▶ [Task to complete]:
Where the string "FieldPath" shows up in a line of the records, copy that line.
==================================================
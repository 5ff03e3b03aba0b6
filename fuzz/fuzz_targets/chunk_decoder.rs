#![no_main]

use bytes::Bytes;
use libfuzzer_sys::fuzz_target;

use baler_chunk::{Chain, Chunk, ChunkDecoder, ChunkType, FieldPath, FieldProjection};

fuzz_target!(|data: &[u8]| {
    // Feed arbitrary bytes to the chunk decoder as both chunk layouts.
    // The decoder must reject all malformed inputs gracefully:
    // - truncated sections and bad varints
    // - lying counts, sizes, and bucket directories
    // - out-of-range node/buffer/transition indices
    // - corrupted compressed blocks
    // - non-terminating state machines
    if data.len() < 3 {
        return;
    }
    let num_records = u64::from(data[0] & 0x0F);
    let decoded_data_size = u64::from(data[1]);
    let payload = Chain::from(Bytes::copy_from_slice(&data[2..]));

    for chunk_type in [ChunkType::Simple, ChunkType::Transposed] {
        let chunk = Chunk::new(chunk_type, num_records, decoded_data_size, payload.clone());

        for projection in [
            FieldProjection::all(),
            FieldProjection::new([FieldPath::from([1])]),
        ] {
            let mut decoder = ChunkDecoder::new(projection);
            if decoder.reset(&chunk) {
                // Accepted chunks must serve their records and uphold
                // the framing invariants.
                assert_eq!(decoder.num_records(), num_records);
                let mut out = Bytes::new();
                while decoder.read_record(&mut out) {}
                assert!(decoder.healthy());
                decoder.set_index(0);
                let _ = decoder.read_record(&mut out);
            } else {
                assert!(!decoder.message().is_empty());
                assert!(!decoder.recover());
            }
        }
    }
});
==================================================
▶ [Written reply]:
use baler_chunk::{Chain, Chunk, ChunkDecoder, ChunkType, FieldPath, FieldProjection};
            FieldProjection::new([FieldPath::from([1])]),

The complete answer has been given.